**DATASET ENTRIES:**
//! Phone number input formatting
//!
//! Normalizes raw keystrokes from the phone field into the masked display
//! form used by the login screen, and decides when the number is complete.
//!
//! Two national forms are recognized:
//! - `84...` is shown with the country code, e.g. `+84 912 345 678`
//! - `0...` is shown as a trunk-prefixed number, e.g. `0912 345 678`
//!
//! Anything else is shown as bare digits. The significant part after the
//! prefix is grouped 3-3-3; digits past the ninth are dropped.

use regex::Regex;
use serde::{Deserialize, Serialize};
use std::sync::OnceLock;
use thiserror::Error;

/// Country calling code recognized at the start of the digits
pub const COUNTRY_CODE: &str = "84";

/// Trunk prefix for national numbers
pub const TRUNK_PREFIX: &str = "0";

/// Size of each digit group
pub const GROUP_SIZE: usize = 3;

/// Number of groups rendered after the prefix
pub const GROUP_COUNT: usize = 3;

/// Digit counts accepted as a complete number
pub const VALID_DIGIT_COUNTS: [usize; 2] = [10, 11];

/// Errors raised while the user is typing
#[derive(Debug, Clone, Copy, PartialEq, Eq, Error, Serialize, Deserialize)]
pub enum PhoneInputError {
    /// The text contains something other than digits and `+`
    #[error("Phone number may only contain digits")]
    NonNumericInput,
}

/// Result type for phone input checks
pub type Result<T> = std::result::Result<T, PhoneInputError>;

/// Outcome of running one text change through the formatter
#[derive(Debug, Clone, PartialEq, Eq, Serialize, Deserialize)]
pub struct FormattedInput {
    /// Masked display text
    pub text: String,
    /// Error raised by the raw text, if any
    pub error: Option<PhoneInputError>,
    /// Whether the display text is a complete number
    pub is_valid: bool,
}

fn non_numeric_regex() -> &'static Regex {
    static NON_NUMERIC_REGEX: OnceLock<Regex> = OnceLock::new();
    NON_NUMERIC_REGEX.get_or_init(|| Regex::new(r"[^0-9+]").unwrap())
}

fn strip_whitespace(text: &str) -> String {
    text.chars().filter(|c| !c.is_whitespace()).collect()
}

fn digits_only(text: &str) -> String {
    text.chars().filter(|c| c.is_ascii_digit()).collect()
}

/// Checks raw text for characters other than digits and `+`
///
/// Whitespace is ignored. A lone `+` is accepted.
///
/// # Example
///
/// ```
/// use app_core::phone::{check, PhoneInputError};
///
/// assert!(check("+84 912").is_ok());
/// assert_eq!(check("0912a"), Err(PhoneInputError::NonNumericInput));
/// ```
pub fn check(text: &str) -> Result<()> {
    if non_numeric_regex().is_match(&strip_whitespace(text)) {
        return Err(PhoneInputError::NonNumericInput);
    }
    Ok(())
}

/// Formats raw text into the masked display form
///
/// Non-digit characters are dropped silently; use [`check`] to surface them.
///
/// # Example
///
/// ```
/// use app_core::phone::format;
///
/// assert_eq!(format("0912345678"), "0912 345 678");
/// assert_eq!(format("84912345678"), "+84 912 345 678");
/// assert_eq!(format("12345"), "12345");
/// ```
pub fn format(text: &str) -> String {
    let cleaned = digits_only(text);

    let formatted = if let Some(rest) = cleaned.strip_prefix(COUNTRY_CODE) {
        format!("+{} {}", COUNTRY_CODE, group_digits(rest))
    } else if let Some(rest) = cleaned.strip_prefix(TRUNK_PREFIX) {
        format!("{}{}", TRUNK_PREFIX, group_digits(rest))
    } else {
        cleaned
    };

    formatted.trim().to_string()
}

/// Splits digits into up to [`GROUP_COUNT`] space separated groups
///
/// Digits that do not fit in the groups are dropped.
pub fn group_digits(digits: &str) -> String {
    digits
        .as_bytes()
        .chunks(GROUP_SIZE)
        .take(GROUP_COUNT)
        // input is ASCII digits only
        .map(|chunk| std::str::from_utf8(chunk).unwrap_or_default())
        .collect::<Vec<_>>()
        .join(" ")
}

/// Counts the ASCII digits in a string, ignoring `+` and spaces
pub fn digit_count(text: &str) -> usize {
    text.chars().filter(|c| c.is_ascii_digit()).count()
}

/// Returns true when the text holds a complete number
///
/// Uses the default [`VALID_DIGIT_COUNTS`].
pub fn validate(text: &str) -> bool {
    validate_with(text, &VALID_DIGIT_COUNTS)
}

/// Returns true when the digit count of `text` is one of `valid_counts`
pub fn validate_with(text: &str, valid_counts: &[usize]) -> bool {
    valid_counts.contains(&digit_count(text))
}

/// Runs a text change through check, format and validate
///
/// The error and the validity are independent: text can be valid while
/// the raw input still carried a stray character.
pub fn process(text: &str, valid_counts: &[usize]) -> FormattedInput {
    let error = check(text).err();
    let formatted = format(text);
    let is_valid = validate_with(&formatted, valid_counts);

    tracing::debug!(
        digits = digit_count(&formatted),
        is_valid,
        has_error = error.is_some(),
        "Formatted phone input"
    );

    FormattedInput {
        text: formatted,
        error,
        is_valid,
    }
}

**EXERCISE REQUIREMENTS:** An exact retyping of the full listing is required.

**ANSWER BOX:**
//! Phone number input formatting
//!
//! Normalizes raw keystrokes from the phone field into the masked display
//! form used by the login screen, and decides when the number is complete.
//!
//! Two national forms are recognized:
//! - `84...` is shown with the country code, e.g. `+84 912 345 678`
//! - `0...` is shown as a trunk-prefixed number, e.g. `0912 345 678`
//!
//! Anything else is shown as bare digits. The significant part after the
//! prefix is grouped 3-3-3; digits past the ninth are dropped.

use regex::Regex;
use serde::{Deserialize, Serialize};
use std::sync::OnceLock;
use thiserror::Error;

/// Country calling code recognized at the start of the digits
pub const COUNTRY_CODE: &str = "84";

/// Trunk prefix for national numbers
pub const TRUNK_PREFIX: &str = "0";

/// Size of each digit group
pub const GROUP_SIZE: usize = 3;

/// Number of groups rendered after the prefix
pub const GROUP_COUNT: usize = 3;

/// Digit counts accepted as a complete number
pub const VALID_DIGIT_COUNTS: [usize; 2] = [10, 11];

/// Errors raised while the user is typing
#[derive(Debug, Clone, Copy, PartialEq, Eq, Error, Serialize, Deserialize)]
pub enum PhoneInputError {
    /// The text contains something other than digits and `+`
    #[error("Phone number may only contain digits")]
    NonNumericInput,
}

/// Result type for phone input checks
pub type Result<T> = std::result::Result<T, PhoneInputError>;

/// Outcome of running one text change through the formatter
#[derive(Debug, Clone, PartialEq, Eq, Serialize, Deserialize)]
pub struct FormattedInput {
    /// Masked display text
    pub text: String,
    /// Error raised by the raw text, if any
    pub error: Option<PhoneInputError>,
    /// Whether the display text is a complete number
    pub is_valid: bool,
}

fn non_numeric_regex() -> &'static Regex {
    static NON_NUMERIC_REGEX: OnceLock<Regex> = OnceLock::new();
    NON_NUMERIC_REGEX.get_or_init(|| Regex::new(r"[^0-9+]").unwrap())
}

fn strip_whitespace(text: &str) -> String {
    text.chars().filter(|c| !c.is_whitespace()).collect()
}

fn digits_only(text: &str) -> String {
    text.chars().filter(|c| c.is_ascii_digit()).collect()
}

/// Checks raw text for characters other than digits and `+`
///
/// Whitespace is ignored. A lone `+` is accepted.
///
/// # Example
///
/// ```
/// use app_core::phone::{check, PhoneInputError};
///
/// assert!(check("+84 912").is_ok());
/// assert_eq!(check("0912a"), Err(PhoneInputError::NonNumericInput));
/// ```
pub fn check(text: &str) -> Result<()> {
    if non_numeric_regex().is_match(&strip_whitespace(text)) {
        return Err(PhoneInputError::NonNumericInput);
    }
    Ok(())
}

/// Formats raw text into the masked display form
///
/// Non-digit characters are dropped silently; use [`check`] to surface them.
///
/// # Example
///
/// ```
/// use app_core::phone::format;
///
/// assert_eq!(format("0912345678"), "0912 345 678");
/// assert_eq!(format("84912345678"), "+84 912 345 678");
/// assert_eq!(format("12345"), "12345");
/// ```
pub fn format(text: &str) -> String {
    let cleaned = digits_only(text);

    let formatted = if let Some(rest) = cleaned.strip_prefix(COUNTRY_CODE) {
        format!("+{} {}", COUNTRY_CODE, group_digits(rest))
    } else if let Some(rest) = cleaned.strip_prefix(TRUNK_PREFIX) {
        format!("{}{}", TRUNK_PREFIX, group_digits(rest))
    } else {
        cleaned
    };

    formatted.trim().to_string()
}

/// Splits digits into up to [`GROUP_COUNT`] space separated groups
///
/// Digits that do not fit in the groups are dropped.
pub fn group_digits(digits: &str) -> String {
    digits
        .as_bytes()
        .chunks(GROUP_SIZE)
        .take(GROUP_COUNT)
        // input is ASCII digits only
        .map(|chunk| std::str::from_utf8(chunk).unwrap_or_default())
        .collect::<Vec<_>>()
        .join(" ")
}

/// Counts the ASCII digits in a string, ignoring `+` and spaces
pub fn digit_count(text: &str) -> usize {
    text.chars().filter(|c| c.is_ascii_digit()).count()
}

/// Returns true when the text holds a complete number
///
/// Uses the default [`VALID_DIGIT_COUNTS`].
pub fn validate(text: &str) -> bool {
    validate_with(text, &VALID_DIGIT_COUNTS)
}

/// Returns true when the digit count of `text` is one of `valid_counts`
pub fn validate_with(text: &str, valid_counts: &[usize]) -> bool {
    valid_counts.contains(&digit_count(text))
}

/// Runs a text change through check, format and validate
///
/// The error and the validity are independent: text can be valid while
/// the raw input still carried a stray character.
pub fn process(text: &str, valid_counts: &[usize]) -> FormattedInput {
    let error = check(text).err();
    let formatted = format(text);
    let is_valid = validate_with(&formatted, valid_counts);

    tracing::debug!(
        digits = digit_count(&formatted),
        is_valid,
        has_error = error.is_some(),
        "Formatted phone input"
    );

    FormattedInput {
        text: formatted,
        error,
        is_valid,
    }
}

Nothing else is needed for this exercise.